The Nevada Division of Insurance approved a 21.6% workers’ compensation loss cost increase effective March 1, 2026, the largest single-state increase in the current NCCI cycle. NCCI had recommended 21.9%. But the headline number obscures a structural problem that no other NCCI state shares: a fixed $36,000 annual payroll cap that compresses the premium base even as rising wages push statutory benefits higher.
Why the cap matters
Nevada is the only NCCI state that applies a universal payroll limitation across all class codes. Every employer’s premium is calculated on a maximum of $36,000 per employee per year, regardless of actual wages. When wages climb (as they have in leisure, hospitality, and construction), statutory indemnity benefits rise proportionally, but the premium base stays flat. The result is a widening gap between what the system pays out and what it collects.

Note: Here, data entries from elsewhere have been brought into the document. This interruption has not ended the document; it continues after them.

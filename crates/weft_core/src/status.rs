//! Step and run status model.

use serde::{Deserialize, Serialize};

/// Lifecycle state of a single step within a run.
///
/// `pending -> ready -> running -> {completed | failed | skipped | cancelled}`.
/// A step may also move straight from `pending`/`ready` to `skipped` or
/// `cancelled` without ever running.
#[derive(Debug, Clone, Copy, PartialEq, Eq, Hash, Serialize, Deserialize)]
#[serde(rename_all = "snake_case")]
pub enum StepStatus {
    /// Waiting on at least one dependency
    Pending,
    /// All dependencies completed, not yet dispatched
    Ready,
    /// Dispatched to its tool
    Running,
    /// Tool returned successfully and outputs were published
    Completed,
    /// Tool failed, timed out or could not be resolved
    Failed,
    /// Never ran because a dependency failed
    Skipped,
    /// Never ran, or its result was discarded, because the run was cancelled
    Cancelled,
}

impl StepStatus {
    /// Whether the status is final
    #[must_use]
    pub const fn is_terminal(self) -> bool {
        matches!(
            self,
            Self::Completed | Self::Failed | Self::Skipped | Self::Cancelled
        )
    }

    /// Lowercase name used in logs and reports
    #[must_use]
    pub const fn as_str(self) -> &'static str {
        match self {
            Self::Pending => "pending",
            Self::Ready => "ready",
            Self::Running => "running",
            Self::Completed => "completed",
            Self::Failed => "failed",
            Self::Skipped => "skipped",
            Self::Cancelled => "cancelled",
        }
    }
}

impl std::fmt::Display for StepStatus {
    fn fmt(&self, f: &mut std::fmt::Formatter<'_>) -> std::fmt::Result {
        f.write_str(self.as_str())
    }
}

/// Lifecycle state of a whole run.
#[derive(Debug, Clone, Copy, PartialEq, Eq, Hash, Serialize, Deserialize)]
#[serde(rename_all = "snake_case")]
pub enum RunStatus {
    /// Validated but not started
    Created,
    /// Steps are being dispatched
    Running,
    /// Every step completed
    Completed,
    /// At least one step did not complete
    Failed,
    /// Cancellation was requested before the run finished
    Cancelled,
}

impl RunStatus {
    /// Whether the status is final
    #[must_use]
    pub const fn is_terminal(self) -> bool {
        matches!(self, Self::Completed | Self::Failed | Self::Cancelled)
    }

    /// Lowercase name used in logs and reports
    #[must_use]
    pub const fn as_str(self) -> &'static str {
        match self {
            Self::Created => "created",
            Self::Running => "running",
            Self::Completed => "completed",
            Self::Failed => "failed",
            Self::Cancelled => "cancelled",
        }
    }
}

impl std::fmt::Display for RunStatus {
    fn fmt(&self, f: &mut std::fmt::Formatter<'_>) -> std::fmt::Result {
        f.write_str(self.as_str())
    }
}

#[cfg(test)]
mod tests {
    use super::*;

    #[test]
    fn test_step_terminal_states() {
        assert!(!StepStatus::Pending.is_terminal());
        assert!(!StepStatus::Ready.is_terminal());
        assert!(!StepStatus::Running.is_terminal());
        assert!(StepStatus::Completed.is_terminal());
        assert!(StepStatus::Failed.is_terminal());
        assert!(StepStatus::Skipped.is_terminal());
        assert!(StepStatus::Cancelled.is_terminal());
    }

    #[test]
    fn test_run_terminal_states() {
        assert!(!RunStatus::Created.is_terminal());
        assert!(!RunStatus::Running.is_terminal());
        assert!(RunStatus::Completed.is_terminal());
        assert!(RunStatus::Failed.is_terminal());
        assert!(RunStatus::Cancelled.is_terminal());
    }

    #[test]
    fn test_status_serde_names() {
        let json = serde_json::to_string(&StepStatus::Skipped).unwrap();
        assert_eq!(json, "\"skipped\"");
        let json = serde_json::to_string(&RunStatus::Cancelled).unwrap();
        assert_eq!(json, "\"cancelled\"");
    }
}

NCCI Chief Actuary Donna Glenn attributed the increase to “Nevada-specific pressures rather than a nationwide pricing shift,” citing elevated large losses, flattening claim frequency, rising severity, and structural constraints tied to the payroll cap framework. Lost-time claim frequency has stabilized after years of decline, driven partly by sustained claim growth in the leisure and hospitality sector. Construction sector large-loss concentration added a secondary severity push.
Who it affects
Self-insured hospitality employers, construction firms, and gaming operators in Nevada face the sharpest impact. Their payrolls often exceed the $36,000 cap by a wide margin, meaning their own loss experience reflects wage-driven severity that the filed rate base cannot fully price. Public entities and school districts carrying WC through pools or self-insurance also need to watch the gap between their actual payroll exposure and the capped premium base used in experience rating.
SB 317 resets the base on October 1
Senate Bill 317, signed in 2025, replaces the fixed $36,000 cap with a floating ceiling tied to 12 times Nevada’s average monthly wage, effective October 1, 2026. Early projections put the new cap near $98,000. A separate NCCI filing is expected for the October 1 effective date, and early indications suggest a significant loss cost decrease as the expanded payroll denominator absorbs costs that were previously compressed into the rate.
The net effect for employers: premiums calculated on a much larger payroll base, offset by lower per-$100 rates. Total premium may rise, stay flat, or fall depending on class code and payroll concentration. But the transition creates a premium-base discontinuity. Historical loss ratios calculated under the $36,000 cap are not directly comparable to ratios under the new floating cap, complicating trend analysis and experience rating.
Even with the 21.6% increase, overall Nevada loss costs remain approximately 4.5% below September 2020 levels, per NCCI. That gap suggests accumulated underpricing during the soft-market years of 2021 through 2025.
What this means for your next review
Self-insured employers in Nevada should ask their actuary three questions before the October 1 transition: (1) How does the $36,000 payroll cap affect the premium base used in our loss projections or experience mod? (2) When SB 317 raises the cap, should we rebase development patterns to account for the premium-base discontinuity? (3) Are we seeing the same frequency stabilization in our Nevada hospitality or construction claims that NCCI reported at the national level?
The two-phase adjustment (March 1 rate increase, October 1 base expansion) means any reserve study completed between now and year-end needs to address which cost environment the projections assume.